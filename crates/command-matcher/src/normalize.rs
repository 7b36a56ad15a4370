//! Utterance normalization for Slovene transcriptions.

use regex::Regex;
use std::sync::OnceLock;

fn punctuation_regex() -> &'static Regex {
    static RE: OnceLock<Regex> = OnceLock::new();
    RE.get_or_init(|| Regex::new(r"[^\w\sčšž]").expect("Invalid regex pattern - this is a bug"))
}

fn filler_regex() -> &'static Regex {
    static RE: OnceLock<Regex> = OnceLock::new();
    RE.get_or_init(|| {
        // hesitation sounds and politeness/greeting words seen in ASR output
        Regex::new(r"\b(?:um+|ahm+|eee+|please|prosim|hej)\b")
            .expect("Invalid regex pattern - this is a bug")
    })
}

fn whitespace_regex() -> &'static Regex {
    static RE: OnceLock<Regex> = OnceLock::new();
    RE.get_or_init(|| Regex::new(r"\s+").expect("Invalid regex pattern - this is a bug"))
}

/// Canonicalize a raw transcription: lower-case, drop punctuation except
/// the Slovene letters, remove filler words, collapse whitespace.
///
/// Total and idempotent; never fails.
pub fn normalize(text: &str) -> String {
    let lowered = text.to_lowercase();
    let depunctuated = punctuation_regex().replace_all(&lowered, " ");
    let defillered = filler_regex().replace_all(&depunctuated, " ");
    let collapsed = whitespace_regex().replace_all(&defillered, " ");
    collapsed.trim().to_string()
}

/// Map the Slovene letters č, š and ž to their base Latin form.
///
/// Applied to numeral vocabulary keys at table-build time and to number
/// text before lookup, so garbled diacritics from ASR still resolve.
pub fn transliterate(text: &str) -> String {
    text.chars()
        .map(|c| match c {
            'č' => 'c',
            'š' => 's',
            'ž' => 'z',
            'Č' => 'C',
            'Š' => 'S',
            'Ž' => 'Z',
            _ => c,
        })
        .collect()
}

#[cfg(test)]
mod tests {
    use super::*;

    #[test]
    fn lowercases_and_strips_punctuation() {
        assert_eq!(normalize("Vklopi sistem!"), "vklopi sistem");
        assert_eq!(normalize("Kakšna je, temperatura?"), "kakšna je temperatura");
    }

    #[test]
    fn keeps_slovene_letters() {
        assert_eq!(normalize("štiri čaše žita"), "štiri čaše žita");
    }

    #[test]
    fn removes_filler_words() {
        assert_eq!(
            normalize("hej umm prosim vklopi sistem"),
            "vklopi sistem"
        );
        assert_eq!(normalize("eee nastavi pet"), "nastavi pet");
    }

    #[test]
    fn fillers_inside_words_survive() {
        // "um" only goes away as a whole word
        assert_eq!(normalize("urnik"), "urnik");
        assert_eq!(normalize("po urniku"), "po urniku");
    }

    #[test]
    fn collapses_whitespace() {
        assert_eq!(normalize("  vklopi \t sistem \n"), "vklopi sistem");
    }

    #[test]
    fn idempotent() {
        for input in [
            "Hej, prosim nastavi temperaturo na 22 stopinj!",
            "ŠTIRI",
            "",
            "   ",
            "že normalizirano besedilo",
        ] {
            let once = normalize(input);
            assert_eq!(normalize(&once), once);
        }
    }

    #[test]
    fn transliterates_special_letters() {
        assert_eq!(transliterate("štiriindvajset"), "stiriindvajset");
        assert_eq!(transliterate("ŽE ČAS"), "ZE CAS");
        assert_eq!(transliterate("plain"), "plain");
    }
}
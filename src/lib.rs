// Sortiment - Core Library
// Product category classification and order grouping for the CLI, API server, and tests

pub mod catalog;
pub mod classifier;
pub mod config;
pub mod entities;
pub mod error;
pub mod grouping;
pub mod observer;
pub mod orders;
pub mod render;
pub mod tables;

#[cfg(feature = "enrichment")]
pub mod hints;

#[cfg(feature = "server")]
pub mod server;

// Re-export commonly used types
pub use catalog::{Catalog, CatalogOverrides, KeywordOverride, KeywordRule, ProductOverride};
pub use classifier::{
    classify, normalize, CategoryScores, ClassifiableItem, ClassificationResult, MatchType,
    MIN_PARTIAL_LEN, MIN_SCORE,
};
pub use config::Config;
pub use entities::{category_name, Category, UNKNOWN_CATEGORY_NAME};
pub use error::{CatalogError, GroupingError, HintError};
pub use grouping::{group_classified, group_order, CategoryGroup, GroupedLine, GroupedOrder, OrderLine};
pub use observer::{ClassificationObserver, NoopObserver, TracingObserver};
pub use orders::{load_order_lines, parse_price_cents, read_order_lines};
pub use render::{format_cents, render_packing_slip};
pub use tables::KeywordKind;

#[cfg(feature = "enrichment")]
pub use hints::{classify_all_with_hints, classify_with_hints, HintSource, MegawinHintSource};

/// Library version
pub const VERSION: &str = env!("CARGO_PKG_VERSION");

/// Install the global tracing subscriber.
///
/// `RUST_LOG` wins when set; otherwise `default_level` applies. Calling this
/// twice is harmless: the second subscriber is simply not installed.
pub fn init_tracing(default_level: &str) {
    use tracing_subscriber::{fmt, EnvFilter};

    let filter = EnvFilter::try_from_default_env().unwrap_or_else(|_| EnvFilter::new(default_level));

    let _ = fmt()
        .with_env_filter(filter)
        .with_target(false)
        .with_writer(std::io::stderr)
        .try_init();
}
- - - - -
• YOUR ASSIGNMENT: Pull every line containing "tables" out of the records.

• EXERCISE RESULT:
pub mod tables;
pub use tables::KeywordKind;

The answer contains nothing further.